Wandbehang "Großer Blütenbaum"

Die Neue Sammlung - The Design Museum

Beschreibung

Mit seinem Werk begründete der gebürtige Schweizer Hermann Obrist (1863–1927) in den 1890er-Jahren den deutschen Jugendstil. Eine Kunstbewegung, die anspruchsvolles Handwerk mit den ästhetischen Ansprüchen der freien Kunst verschmolz. Nach einem Studium in Paris gründete Obrist gemeinsam mit Berthe Ruchet 1892 sein erstes Stickatelier in Florenz, das bald nach München verlegt wurde. Dort zeigte er 1896 in Littauers Salon am Odeonsplatz eine Ausstellung mit 35 Textilien, darunter auch der „Große Blütenbaum“. Der Wandbehang, der wohl auf die undatierte Zeichnung „Dorniger Stängel mit Knospe“ der Staatlichen Graphischen Sammlung München zurückgeht, wurde von Zeitgenossen als Geburtsstunde der neuen, angewandten Kunst gefeiert. Obrists Objekte zeigten erstmals die gekonnte Symbiose eines genauen Naturstudiums – er beschäftigte sich intensiv mit den Schriften von Ernst Haeckel (1834–1919) – mit einer dynamischen Belebung der Form und perfekter Umsetzung. Der „Große Blütenbaum“ wurde von Berthe Ruchet in der neuartigen Sticklagentechnik ausgeführt. Hierdurch wurde der Eindruck einer fließenden, zwischen Schattierungen und Farbnuancen changierenden Bewegung erzielt.
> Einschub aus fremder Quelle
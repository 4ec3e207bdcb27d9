//! Plain-text rendering of search outcomes.

use std::fmt::Write as _;

use wayfarer_core::GridPosition;
use wayfarer_system_pathfinding::{Path, SearchOutcome};

const PATH_GLYPH: char = '*';
const START_GLYPH: char = 'S';
const DESTINATION_GLYPH: char = 'D';

/// Describes the outcome as `x,y` steps followed by its cost.
pub(crate) fn describe(outcome: &SearchOutcome, avoidance: bool) -> String {
    let path = match outcome {
        SearchOutcome::Path(path) => path,
        SearchOutcome::NoPathFound => return "no path found\n".to_owned(),
        SearchOutcome::NoSafeCellFound => return "no safe cell found\n".to_owned(),
    };

    let steps = path
        .cells()
        .iter()
        .map(|cell| format!("{},{}", cell.x(), cell.y()))
        .collect::<Vec<_>>()
        .join(" -> ");

    let mut text = String::new();
    let _ = writeln!(text, "path: {steps}");
    let _ = writeln!(text, "steps: {}", path.steps());
    let _ = writeln!(text, "cost: {}", path.cost());
    if avoidance {
        match path.goal_distance() {
            Some(distance) => {
                let _ = writeln!(text, "goal distance: {distance}");
            }
            None => text.push_str("goal distance: unreachable\n"),
        }
    }
    text
}

/// Overlays the path onto the map glyph rows.
pub(crate) fn draw(rows: &[Vec<char>], path: &Path) -> String {
    let mut canvas: Vec<Vec<char>> = rows.to_vec();

    for cell in path.cells() {
        paint(&mut canvas, *cell, PATH_GLYPH);
    }
    if let Some(start) = path.start() {
        paint(&mut canvas, start, START_GLYPH);
    }
    if let Some(destination) = path.destination() {
        paint(&mut canvas, destination, DESTINATION_GLYPH);
    }

    let mut text = String::new();
    for row in canvas {
        text.extend(row);
        text.push('\n');
    }
    text
}

fn paint(canvas: &mut [Vec<char>], cell: GridPosition, glyph: char) {
    let (Ok(x), Ok(y)) = (usize::try_from(cell.x()), usize::try_from(cell.y())) else {
        return;
    };
    if let Some(slot) = canvas.get_mut(y).and_then(|row| row.get_mut(x)) {
        *slot = glyph;
    }
}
Doch übte Obrist nicht allein mit seinem künstlerischen Werk erheblichen Einfluss auf die Entwicklung von Kunst und Gestaltung aus. Er war 1897/98 Mitbegründer der Münchner Vereinigten Werkstätten für Kunst im Handwerk und eröffnete 1902 gemeinsam mit Wilhelm von Debschitz (1871–1948) das Lehr- und Versuchsatelier für angewandte und freie Kunst. Die sogenannte Debschitz-Schule gilt als Vorläufer des 1919 gegründeten Bauhaus. Das Schaffen von Hermann Obrist erzählt anschaulich davon, wie wichtig München für die Entstehung der modernen Formgebung war.